In the beginning, I would like to specify that the best way to solve this problem is to carry out systematic experimentation and there is not a commonly accepted and standard method to decide the number of layers.
Before going into methods, it is significant to know why we have multiple layers. On the one hand, a single-layer neural network can only be used to represent linearly separable functions.
Once the underlying patterns are non-linear and complex, a single-layer neural network will fail to capture them. On the other hand, deep neural networks are experimented with to be more efficient, but sometimes it is hard to find the optimal number of layers.
Moreover, there are very few situations where performance improves with more than one hidden layer.
One hidden layer is sufficient for many problems; however, it should be noticed that a greater depth does result in better generalization for a wide variety of tasks, implying that deeper architectures have a useful prior over the shallow ones.
First, hidden layers may sometimes be redundant as linear and generalized linear models can solve a variety of problems. Linear models work perfectly if the data is linearly separable, or nonlinearities are hard to be recognized from the noisy and small databases. In other words, one should always consider using a simple network with an input layer and an output layer.
Next, with one or two hidden layers, neural networks can approximate any function that maps one finite space to another and represent an arbitrary decision boundary with rational activation functions to any accuracy.
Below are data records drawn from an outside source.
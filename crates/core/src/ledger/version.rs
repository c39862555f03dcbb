//! Optimistic version checking for concurrent transaction edits.
//!
//! Every transaction carries a monotonic `version` starting at 1. A caller
//! submits the version it last read; the stored version must match exactly
//! or the edit is rejected so the caller can re-read, merge, and retry. A
//! force save skips the comparison but still bumps the version.

use thiserror::Error;

/// Errors from the pure version check.
///
/// The storage layer maps [`VersionError::Stale`] to a full version-conflict
/// error after loading the editor metadata the conflict must carry.
#[derive(Debug, Error, PartialEq, Eq)]
pub enum VersionError {
    /// Versions start at 1; zero or negative submissions are malformed.
    #[error("Version must be a positive integer, got {0}")]
    NotPositive(i64),

    /// The submitted version does not match the stored one.
    #[error("Submitted version {submitted} does not match stored version {current}")]
    Stale {
        /// The version currently stored.
        current: i64,
        /// The version the caller submitted.
        submitted: i64,
    },
}

/// Verifies a submitted version against the stored one.
///
/// Returns the next version to store on success. `force` skips the
/// comparison (but not the positivity check) and always succeeds.
///
/// # Errors
///
/// Returns [`VersionError::NotPositive`] for a submitted version below 1,
/// or [`VersionError::Stale`] on any mismatch — past and future values
/// alike.
pub fn verify_version(current: i64, submitted: i64, force: bool) -> Result<i64, VersionError> {
    if submitted < 1 {
        return Err(VersionError::NotPositive(submitted));
    }

    if !force && submitted != current {
        return Err(VersionError::Stale { current, submitted });
    }

    Ok(next_version(current))
}

/// Returns the version to store after a successful edit.
#[must_use]
pub const fn next_version(current: i64) -> i64 {
    current + 1
}
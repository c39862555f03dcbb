//! Database enum types mapped to Postgres enums.

use sea_orm::entity::prelude::*;
use serde::{Deserialize, Serialize};

use cashbook_core::ledger;

/// Account classification.
#[derive(Debug, Clone, PartialEq, Eq, EnumIter, DeriveActiveEnum, Serialize, Deserialize)]
#[sea_orm(rs_type = "String", db_type = "Enum", enum_name = "account_type")]
#[serde(rename_all = "snake_case")]
pub enum AccountType {
    /// Checking account.
    #[sea_orm(string_value = "checking")]
    Checking,
    /// Savings account.
    #[sea_orm(string_value = "savings")]
    Savings,
    /// Physical cash.
    #[sea_orm(string_value = "cash")]
    Cash,
    /// Credit card account.
    #[sea_orm(string_value = "credit_card")]
    CreditCard,
    /// Investment account.
    #[sea_orm(string_value = "investment")]
    Investment,
    /// Anything else.
    #[sea_orm(string_value = "other")]
    Other,
}

/// Transaction kind.
#[derive(Debug, Clone, Copy, PartialEq, Eq, EnumIter, DeriveActiveEnum, Serialize, Deserialize)]
#[sea_orm(rs_type = "String", db_type = "Enum", enum_name = "transaction_type")]
#[serde(rename_all = "lowercase")]
pub enum TransactionType {
    /// Money entering the source account.
    #[sea_orm(string_value = "income")]
    Income,
    /// Money leaving the source account.
    #[sea_orm(string_value = "expense")]
    Expense,
    /// Money moving between two accounts.
    #[sea_orm(string_value = "transfer")]
    Transfer,
}

/// Transaction lifecycle status.
#[derive(Debug, Clone, Copy, PartialEq, Eq, EnumIter, DeriveActiveEnum, Serialize, Deserialize)]
#[sea_orm(rs_type = "String", db_type = "Enum", enum_name = "transaction_status")]
#[serde(rename_all = "lowercase")]
pub enum TransactionStatus {
    /// Not yet seen on a bank statement.
    #[sea_orm(string_value = "uncleared")]
    Uncleared,
    /// Matched against a bank statement line.
    #[sea_orm(string_value = "cleared")]
    Cleared,
    /// Locked in by reconciliation.
    #[sea_orm(string_value = "reconciled")]
    Reconciled,
}

/// Edit-history entry classification.
#[derive(Debug, Clone, Copy, PartialEq, Eq, EnumIter, DeriveActiveEnum, Serialize, Deserialize)]
#[sea_orm(rs_type = "String", db_type = "Enum", enum_name = "edit_type")]
#[serde(rename_all = "snake_case")]
pub enum EditType {
    /// The transaction was created.
    #[sea_orm(string_value = "create")]
    Create,
    /// Scalar fields changed.
    #[sea_orm(string_value = "update")]
    Update,
    /// The split set changed.
    #[sea_orm(string_value = "split_change")]
    SplitChange,
}

// Conversions between the storage enums and the engine's domain enums.

impl From<TransactionType> for ledger::TransactionKind {
    fn from(value: TransactionType) -> Self {
        match value {
            TransactionType::Income => Self::Income,
            TransactionType::Expense => Self::Expense,
            TransactionType::Transfer => Self::Transfer,
        }
    }
}

impl From<ledger::TransactionKind> for TransactionType {
    fn from(value: ledger::TransactionKind) -> Self {
        match value {
            ledger::TransactionKind::Income => Self::Income,
            ledger::TransactionKind::Expense => Self::Expense,
            ledger::TransactionKind::Transfer => Self::Transfer,
        }
    }
}

impl From<TransactionStatus> for ledger::TransactionStatus {
    fn from(value: TransactionStatus) -> Self {
        match value {
            TransactionStatus::Uncleared => Self::Uncleared,
            TransactionStatus::Cleared => Self::Cleared,
            TransactionStatus::Reconciled => Self::Reconciled,
        }
    }
}

impl From<ledger::TransactionStatus> for TransactionStatus {
    fn from(value: ledger::TransactionStatus) -> Self {
        match value {
            ledger::TransactionStatus::Uncleared => Self::Uncleared,
            ledger::TransactionStatus::Cleared => Self::Cleared,
            ledger::TransactionStatus::Reconciled => Self::Reconciled,
        }
    }
}

impl From<ledger::EditType> for EditType {
    fn from(value: ledger::EditType) -> Self {
        match value {
            ledger::EditType::Create => Self::Create,
            ledger::EditType::Update => Self::Update,
            ledger::EditType::SplitChange => Self::SplitChange,
        }
    }
}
This conclusion derives from the universal approximation theorem that states a neural network with a single hidden layer can approximate any well-behaved function from a space to another.
Also, additional hidden layers do not generate much improvement in the results. But the problem is that such theorem doesn’t specify how many nodes are needed in the layers and how difficult it will be for such a neural network to learn the pattern.
A neural network of greater depth can also approximate the function with higher generation and efficiency, especially for the complex problems in computer vision.
Lastly, once we have made up the decision to use deep neural networks, we can turn to (i)automated search strategies, (ii)pretrained network models,(iii) growing,(iv)pruning, and (v)genetic methods to specify the number of layers.
A rule of thumb indicates that a neural network with 3 to 5 hidden layers can solve most of the high-dimensional problems. (i) Automated search runs preset strategies to loop through a set of configurations and then come up with the best network architecture. Some common strategies used include random search, grid search, heuristic search, exhaustive search.
The heuristic method will search across configurations with a genetic algorithm or a Bayesian optimization; Grid search tries each configuration from combinations of the hyperparameters. (ii) Using configuration from pretrained models is also a good choice and often generates competent results, especially those in computer vision and NLP like VGG19, ResNet50, etc. (iii) Growing approaches start with a small network with a limited number of input nodes and layers, then inserts layers with some specific criterion.
Common growing methods include Cascade-Correlation, Meiosis Networks, and Automatic Structure Optimization. (iv) Pruning approaches prune a network with a much deeper structure than a necessary one. Hessian matrix is often used here. (v) Genetic methods can also be used to select an optimal network structure.
The methods mentioned here would be enough to solve the problem, but a more challenging task is to determine the nodes in each layer. More importantly, I want to emphasize that the increasing number of hidden layers will increase the complexity of the model and excessive hidden layers often lead to overfitting.
To sum up, to determine the number of layers in a neural network, it should be started from a simple architecture as one or two layers can solve the problems in most cases. And when it comes to a deep neural network, a systematic experiment is always a more reliable choice but there is always a tradeoff between overfitting and accuracy.